Hace sólo unos días estuve con un antiguo compañero de trabajo y al preguntarle por su mujer, una chica de treinta y tantos años operada de cáncer de pecho hace algún tiempo, me contó que justo ahora estaban tramitando la incapacidad laboral y se la han negado porque ha salido el médico diciendo que una de dos: o nunca tuvo cáncer, o ha ocurrido un milagro. Y al decir lo del milagro no es una manera de hablar, sino que quiere decir una curación total, inexplicable científicamente, súbita y definitiva. El médico está convencido de que el cáncer nunca existió.
Eso se lo dicen ahora, después de mucha angustia pasada, de la extirpación de un pecho y de una quimioterapia que la dejaba medio muerta. Y todo ello en medio de un proceso de adopción internacional, que felizmente terminó bien. La noticia era tan reciente que todavía no sabían si alegrarse por saber que está absolutamente sana o tirarse directamente a la yugular de los médicos con las peores intenciones.
Este asunto y muchos otros comportamientos que veo a mi alrededor hace tiempo me hacen reflexionar sobre cómo se va extendiendo una obsesión por la salud que nos tiene permanentemente asustados. Se trata de “curarse en salud” (y nunca mejor dicho), o de “poner el parche antes de que salga el grano”. Los médicos te mandan corriendo al quirófano por cualquier cosa; cada vez hay más cesáreas y menos partos normales; los prospectos de las medicinas nos auguran efectos secundarios terroríficos. Todo esto por si acaso, para librarse de posibles demandas. Nuestro calendario está plagado de fechas señaladas para revisiones y chequeos de esto y lo otro; hemos dejado de comer, de beber, miramos y remiramos las etiquetas y los envases en busca de no se sabe muy bien qué; hacemos caso a rajatabla cuando nos dicen que algún alimento es malo, y varios años después, cuando se descubre que en realidad es buenísimo, volvemos a consumirlo con devoción, aunque sea sin gusto; nos machacamos en un gimnasio con una resignación perfectamente asumida, aunque odiamos ese tipo de ejercicio.
Hemos decidido que cómo vamos a permitirnos estar enfermos, envejecer, deteriorarnos.
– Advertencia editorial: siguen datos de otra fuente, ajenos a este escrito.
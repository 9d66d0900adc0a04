//! Generic field mapper for loosely-shaped records.
//!
//! Upload endpoints and the remote query service return flat key→value
//! records whose key spellings differ per source (`CODPROD` vs `CODIGO` vs
//! `MAPCODIN`, …). Rather than probing properties dynamically, each canonical
//! field resolves through an explicit ordered candidate-key list (first
//! non-empty wins), followed by safe type coercion that degrades to a
//! caller-visible default instead of failing the record.

use chrono::{NaiveDate, Utc};
use farmalabel_core::{Oferta, Product};
use serde_json::{Map, Value};

use crate::dates::normalize_date_input;

/// A raw record as delivered by an upload or the query service: a flat JSON
/// object with source-specific key spellings.
pub type RawRecord = Map<String, Value>;

const CODIGO_KEYS: &[&str] = &["CODPROD", "CODIGO", "COD", "MAPCODIN"];
const BARCODE_KEYS: &[&str] = &["CODBARRA", "CODBAR", "MAPBARRA", "BARRA"];
const NOMBRE_KEYS: &[&str] = &["DESPROD", "DESCRIPCION", "MAPDESCC", "NOMBRE"];
const DESCRIPCION_KEYS: &[&str] = &["DESCRIPCION", "DESPROD"];
const LAB_KEYS: &[&str] = &["LABORATORIO", "MARCA", "LAB"];
const DOSAGE_KEYS: &[&str] = &["TALLA", "PRESENTACION", "DOSAGE"];
const BATCH_KEYS: &[&str] = &["LOTE", "BATCH"];
const EXPIRY_KEYS: &[&str] = &["FEC_VENCE", "FEC_VENC", "EXPIRY"];
const OFFER_PRICE_KEYS: &[&str] = &["PRECIO_OFERTA"];
const NORMAL_PRICE_KEYS: &[&str] = &["PRECIO", "PRECIO1"];
const OFFER_START_KEYS: &[&str] = &["FEC_INICIO", "INI_OFERTA"];
const OFFER_END_KEYS: &[&str] = &["FEC_TERMINO", "FIN_OFERTA"];
const STOCK_KEYS: &[&str] = &["STOCK", "EXISTENCIA"];
const CATEGORIA_KEYS: &[&str] = &["CATEGORIA", "CATEG"];

/// Maps a raw record to a canonical [`Product`] against the current clock
/// (date fallbacks and the timestamp-derived identity fallback).
#[must_use]
pub fn map_raw_record(record: &RawRecord) -> Product {
    let now = Utc::now();
    map_raw_record_at(record, now.date_naive(), now.timestamp_millis())
}

/// Maps a raw record to a canonical [`Product`].
///
/// When a finite `PRECIO_OFERTA` is present an [`Oferta`] is synthesized
/// inline, its discount derived from the two prices, and the effective
/// `precio` becomes the offer price. The identity falls back from SKU to
/// barcode to `epoch_millis`.
#[must_use]
pub fn map_raw_record_at(record: &RawRecord, today: NaiveDate, epoch_millis: i64) -> Product {
    let codigo = first_string(record, CODIGO_KEYS).unwrap_or_default();
    let codigo_barras = first_string(record, BARCODE_KEYS).unwrap_or_default();
    let laboratorio = first_string(record, LAB_KEYS).unwrap_or_default();
    let batch = first_string(record, BATCH_KEYS).unwrap_or_else(|| codigo_barras.clone());

    let precio_oferta = first_number(record, OFFER_PRICE_KEYS);
    let precio_normal = safe_i64(first_number(record, NORMAL_PRICE_KEYS), 0);

    let oferta = precio_oferta.map(|po| {
        let precio_oferta = round_i64(po);
        Oferta {
            precio_oferta,
            vigencia_inicio: normalize_date_input(
                first_string(record, OFFER_START_KEYS).as_deref(),
                today,
            ),
            vigencia_fin: normalize_date_input(
                first_string(record, OFFER_END_KEYS).as_deref(),
                today,
            ),
            descuento_porcentaje: Oferta::derived_discount(precio_normal, precio_oferta),
            tipo_oferta: "1".to_string(),
        }
    });

    let precio = oferta
        .as_ref()
        .map_or(precio_normal, |o| o.precio_oferta);

    let id = if codigo.is_empty() {
        if codigo_barras.is_empty() {
            epoch_millis.to_string()
        } else {
            codigo_barras.clone()
        }
    } else {
        codigo.clone()
    };

    Product {
        id,
        codigo,
        codigo_barras,
        nombre: first_string(record, NOMBRE_KEYS).unwrap_or_default(),
        descripcion: first_string(record, DESCRIPCION_KEYS).unwrap_or_default(),
        dosage: first_string(record, DOSAGE_KEYS).unwrap_or_default(),
        batch,
        expiry_date: normalize_date_input(first_string(record, EXPIRY_KEYS).as_deref(), today),
        manufacturer: laboratorio.clone(),
        laboratorio,
        precio_normal,
        precio,
        stock: safe_i64(first_number(record, STOCK_KEYS), 0),
        categoria: first_string(record, CATEGORIA_KEYS).unwrap_or_default(),
        oferta,
        meson: None,
    }
}

/// Resolves the first candidate key holding a non-empty string (or a number,
/// stringified; legacy sources store SKUs as integers).
fn first_string(record: &RawRecord, keys: &[&str]) -> Option<String> {
    keys.iter().find_map(|key| match record.get(*key) {
        Some(Value::String(s)) => {
            let trimmed = s.trim();
            (!trimmed.is_empty()).then(|| trimmed.to_string())
        }
        Some(Value::Number(n)) => Some(n.to_string()),
        _ => None,
    })
}

/// Resolves the first candidate key holding a finite number (numeric JSON
/// value or numeric string).
fn first_number(record: &RawRecord, keys: &[&str]) -> Option<f64> {
    keys.iter().find_map(|key| match record.get(*key) {
        Some(Value::Number(n)) => n.as_f64().filter(|v| v.is_finite()),
        Some(Value::String(s)) => s.trim().parse::<f64>().ok().filter(|v| v.is_finite()),
        _ => None,
    })
}

/// Safe-numeric coercion: a finite resolved value rounds to an integer,
/// anything else is the caller's fallback.
#[must_use]
pub fn safe_i64(value: Option<f64>, fallback: i64) -> i64 {
    value.map_or(fallback, round_i64)
}

#[allow(clippy::cast_possible_truncation)]
fn round_i64(value: f64) -> i64 {
    value.round() as i64
}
Pero es una decisión estúpida, pues no depende de nuestra voluntad. El único resultado es que vivimos como ratones asustados, incapaces de disfrutar de la salud cuando todavía la tenemos. En vez de alegrarnos de los avances que nos ofrece la medicina, nos amargamos porque no tenemos suficiente. Nos negamos a asumir la realidad, que vivir no es un juego trucado donde siempre se gana, sino que tiene sus riesgos. Y a cambio de ello vivimos, con mucha salud, eso sí, largos años de privaciones, de cuidado por todo, de obsesiones diversas. Una vida light y descafeinada. Una vida que no es vida.
Cuando a Aquiles se le plantearon las posibilidades de una vida larga y segura, pero tediosa, o una vida corta y heroica, eligió esta última. Nosotros no queremos elegir, somos como niños con una rabieta que no razonan y lo quieren todo. Pero en el fondo no podemos dejar de sentir un poco de envidia por esas personas que han disfrutado de la vida todo lo posible, y cuando hablamos de ellos se nos escapa eso de “que le quiten lo bailado” o expresiones semejantes.